Quickly explained; When parsing in general my parser will have an AST, a current node, and a current property. Whenever something new is parsed a new will be added to the current property of the current node and a new current property/node will be set.
Initially there's a root node,
Program
(and a parent property that's not relevant yet) This roughly looks like this:
{
type: 'Program',
sourceType: 'module',
directives: [],
body: [statements and declarations],
}
The
directives
and
sourceType
will be set on this
Program
node and
body
will be set to a list (array). The first statement will be parsed and be put in
body
. Let's say it's an
if
statement. Then the current property will be
body
and an
IfStatement
node is created there and set as active. First the
test
property is parsed on it and then the
consequent
. The AST now roughly looks like this:
{
type: 'Program',
sourceType: 'module',
directives: [],
body: [
{
type: 'IfStatement',
test: node,
consequent: node,
},
],
}
After completing the
if
statement the current property remains
body
and the next statement or declaration is parsed. Etc.
When parsing
async
the parser will skip the node and start parsing the group. After the group the AST looks roughly like this:
body: [{
type: 'ExpressionStatement',
expressions: [
{
type: 'SequenceExpression',
expressions: [],
},
(parser is now here)
],
}]
So the
SequenceExpression
node is closed after parsing the
)
and the next token is checked. The parser will still know about having skipped the
async
identifier token and it did not forget this token was followed by a newline.

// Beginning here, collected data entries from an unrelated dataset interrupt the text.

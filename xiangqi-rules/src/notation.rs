//! 代数记谱法
//!
//! 列用字母 a-i 表示（a 为红方左手第一列），行用 1-10 表示（1 为红方底线）。
//! 内部坐标第 0 行是黑方底线，所以 "a1" 对应 (9, 0)，"a10" 对应 (0, 0)。

use crate::constants::{COL_COUNT, ROW_COUNT};
use crate::error::NotationError;
use crate::position::Position;

/// 行号最多两位
const MAX_LEN: usize = 3;

/// 代数记谱法
pub struct Notation;

impl Notation {
    /// 将 "e1"、"a10" 形式的字符串解析为棋盘位置
    pub fn decode(text: &str) -> Result<Position, NotationError> {
        let len = text.chars().count();
        if !(2..=MAX_LEN).contains(&len) {
            return Err(NotationError::Length(text.to_string()));
        }

        let mut chars = text.chars();
        let letter = chars.next().ok_or_else(|| NotationError::Length(text.to_string()))?;
        let col = Self::column_index(letter).ok_or(NotationError::Letter(letter))?;

        let digits = chars.as_str();
        let number: i64 = digits
            .parse()
            .map_err(|_| NotationError::NumberFormat(digits.to_string()))?;
        if !(1..=ROW_COUNT as i64).contains(&number) {
            return Err(NotationError::RowOutOfRange(number));
        }

        Ok(Position::new(ROW_COUNT as i8 - number as i8, col))
    }

    /// 将棋盘位置转换为代数记谱法字符串，越界时返回 None
    pub fn encode(pos: Position) -> Option<String> {
        if !pos.is_valid() {
            return None;
        }
        let letter = (b'a' + pos.col as u8) as char;
        Some(format!("{}{}", letter, ROW_COUNT as i8 - pos.row))
    }

    fn column_index(letter: char) -> Option<i8> {
        if !letter.is_ascii_lowercase() {
            return None;
        }
        let index = letter as u8 - b'a';
        ((index as usize) < COL_COUNT).then_some(index as i8)
    }
}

If the next token is not an arrow then we can take the last node in the
expressions
list and convert it to a
CallExpression
node. That's quite easy.
On the other hand when next token is
=>
then the
SequenceExpression
is changed to an
ArrowFunctionExpression
with
async: false
. The problem is then that we have to inject a new
ExpressionStatement
with
async
as the only expression.
So far this is the only case where this is true. And the parser is pretty far at this point. I think it supports the desugaring and arrow syntax generically and pretty decently. And of course most of the other stuff. So it's a little surprising that these kinds of edge cases are causing such pains.
The decision tree for the parser when it finds the
async
identifier looks like this:
// parser decision tree based on tokens:
// - `in`: this is `async in y` and is "okay" regardless of newlines
// - `instanceof`: this is `async instanceof y` and is "okay" regardless of newlines
// - newline
// - `function`: ASI after `async` (the function, if valid, will not be considered to be async)
// - ident: ASI after `async`
// - paren open, parsed group
// - newline: this is `async(..)` and the newline is ignored
// - eof: this is `async(..)` and the newline is ignored
// - `=>`: the `async` ident is considered a regular var, ASI must happen, arrow is non-async
// - else: this is `async(..)` and the newline is ignored
// - else: `ASI after `async`
// - `function`: ASI after `async`, must be non-async function
// - ident
// - newline: error (because ASI must occur and `async foo;` is illegal)
// - `=>`: arrow function without parenthesis
// - else: error (because `async foo;` is illegal)
// - paren open, parsed group
// - newline: this is `async(..)`, if the arrow shows up after this group then that's an error
// - arrow: async arrow
// - else: `async(..)`
// - else: `async` as a var name
Okay enough rambling about stuff I can't properly explain. Hope you enjoyed it, anyways.